- [Task goal] Would you please write out each entry that follows, exactly as written?

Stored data
* * * * *
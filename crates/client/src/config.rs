//! Client configuration.
//!
//! Resolved once at process startup and passed into the client, so request handling never
//! reads the environment.

use crate::error::{ClientError, ClientResult};
use reg_types::NonEmptyText;
use std::time::Duration;

pub const DEFAULT_TIMEOUT: Duration = Duration::from_secs(30);

/// Basic-auth credentials for the backend.
#[derive(Clone, Debug)]
pub struct Credentials {
    pub username: NonEmptyText,
    pub password: String,
}

/// Connection settings for the OpenMRS backend.
#[derive(Clone, Debug)]
pub struct ClientConfig {
    base_url: String,
    credentials: Option<Credentials>,
    timeout: Duration,
}

impl ClientConfig {
    /// Create a new `ClientConfig`.
    ///
    /// `base_url` is the OpenMRS context root, e.g. `https://emr.example.org/openmrs`.
    ///
    /// # Errors
    ///
    /// Returns `ClientError::InvalidConfig` if the base url is not an http(s) url or the
    /// timeout is zero.
    pub fn new(
        base_url: &str,
        credentials: Option<Credentials>,
        timeout: Duration,
    ) -> ClientResult<Self> {
        let base_url = base_url.trim().trim_end_matches('/');
        if !(base_url.starts_with("http://") || base_url.starts_with("https://")) {
            return Err(ClientError::InvalidConfig(format!(
                "base url must start with http:// or https://, got '{base_url}'"
            )));
        }
        if timeout.is_zero() {
            return Err(ClientError::InvalidConfig("timeout cannot be zero".into()));
        }

        Ok(Self {
            base_url: base_url.to_string(),
            credentials,
            timeout,
        })
    }

    /// Builds the configuration from `OPENMRS_BASE_URL`, `OPENMRS_USERNAME`,
    /// `OPENMRS_PASSWORD` and `OPENMRS_TIMEOUT_SECS`.
    ///
    /// # Errors
    ///
    /// Returns `ClientError::InvalidConfig` when the base url is missing or a value is
    /// invalid.
    pub fn from_env() -> ClientResult<Self> {
        Self::from_lookup(|key| std::env::var(key).ok())
    }

    fn from_lookup(lookup: impl Fn(&str) -> Option<String>) -> ClientResult<Self> {
        let base_url = lookup("OPENMRS_BASE_URL")
            .ok_or_else(|| ClientError::InvalidConfig("OPENMRS_BASE_URL is not set".into()))?;

        let credentials = match lookup("OPENMRS_USERNAME") {
            Some(username) => Some(Credentials {
                username: NonEmptyText::new(&username).map_err(|err| {
                    ClientError::InvalidConfig(format!("OPENMRS_USERNAME: {err}"))
                })?,
                password: lookup("OPENMRS_PASSWORD").unwrap_or_default(),
            }),
            None => None,
        };

        let timeout = match lookup("OPENMRS_TIMEOUT_SECS") {
            Some(secs) => Duration::from_secs(secs.trim().parse().map_err(|_| {
                ClientError::InvalidConfig(format!("OPENMRS_TIMEOUT_SECS is not a number: {secs}"))
            })?),
            None => DEFAULT_TIMEOUT,
        };

        Self::new(&base_url, credentials, timeout)
    }

    pub fn base_url(&self) -> &str {
        &self.base_url
    }

    pub fn credentials(&self) -> Option<&Credentials> {
        self.credentials.as_ref()
    }

    pub fn timeout(&self) -> Duration {
        self.timeout
    }

    /// Absolute url of a backend path, with or without a leading slash.
    pub fn url(&self, path: &str) -> String {
        format!("{}/{}", self.base_url, path.trim_start_matches('/'))
    }
}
* * * * *
- [Result of this exercise]
filename crates/client/src/config.rs
//! Client configuration.
//!
//! Resolved once at process startup and passed into the client, so request handling never
//! reads the environment.

use crate::error::{ClientError, ClientResult};
use reg_types::NonEmptyText;
use std::time::Duration;

pub const DEFAULT_TIMEOUT: Duration = Duration::from_secs(30);

/// Basic-auth credentials for the backend.
#[derive(Clone, Debug)]
pub struct Credentials {
    pub username: NonEmptyText,
    pub password: String,
}

/// Connection settings for the OpenMRS backend.
#[derive(Clone, Debug)]
pub struct ClientConfig {
    base_url: String,
    credentials: Option<Credentials>,
    timeout: Duration,
}

impl ClientConfig {
    /// Create a new `ClientConfig`.
    ///
    /// `base_url` is the OpenMRS context root, e.g. `https://emr.example.org/openmrs`.
    ///
    /// # Errors
    ///
    /// Returns `ClientError::InvalidConfig` if the base url is not an http(s) url or the
    /// timeout is zero.
    pub fn new(
        base_url: &str,
        credentials: Option<Credentials>,
        timeout: Duration,
    ) -> ClientResult<Self> {
        let base_url = base_url.trim().trim_end_matches('/');
        if !(base_url.starts_with("http://") || base_url.starts_with("https://")) {
            return Err(ClientError::InvalidConfig(format!(
                "base url must start with http:// or https://, got '{base_url}'"
            )));
        }
        if timeout.is_zero() {
            return Err(ClientError::InvalidConfig("timeout cannot be zero".into()));
        }

        Ok(Self {
            base_url: base_url.to_string(),
            credentials,
            timeout,
        })
    }

    /// Builds the configuration from `OPENMRS_BASE_URL`, `OPENMRS_USERNAME`,
    /// `OPENMRS_PASSWORD` and `OPENMRS_TIMEOUT_SECS`.
    ///
    /// # Errors
    ///
    /// Returns `ClientError::InvalidConfig` when the base url is missing or a value is
    /// invalid.
    pub fn from_env() -> ClientResult<Self> {
        Self::from_lookup(|key| std::env::var(key).ok())
    }

    fn from_lookup(lookup: impl Fn(&str) -> Option<String>) -> ClientResult<Self> {
        let base_url = lookup("OPENMRS_BASE_URL")
            .ok_or_else(|| ClientError::InvalidConfig("OPENMRS_BASE_URL is not set".into()))?;

        let credentials = match lookup("OPENMRS_USERNAME") {
            Some(username) => Some(Credentials {
                username: NonEmptyText::new(&username).map_err(|err| {
                    ClientError::InvalidConfig(format!("OPENMRS_USERNAME: {err}"))
                })?,
                password: lookup("OPENMRS_PASSWORD").unwrap_or_default(),
            }),
            None => None,
        };

        let timeout = match lookup("OPENMRS_TIMEOUT_SECS") {
            Some(secs) => Duration::from_secs(secs.trim().parse().map_err(|_| {
                ClientError::InvalidConfig(format!("OPENMRS_TIMEOUT_SECS is not a number: {secs}"))
            })?),
            None => DEFAULT_TIMEOUT,
        };

        Self::new(&base_url, credentials, timeout)
    }

    pub fn base_url(&self) -> &str {
        &self.base_url
    }

    pub fn credentials(&self) -> Option<&Credentials> {
        self.credentials.as_ref()
    }

    pub fn timeout(&self) -> Duration {
        self.timeout
    }

    /// Absolute url of a backend path, with or without a leading slash.
    pub fn url(&self, path: &str) -> String {
        format!("{}/{}", self.base_url, path.trim_start_matches('/'))
    }
}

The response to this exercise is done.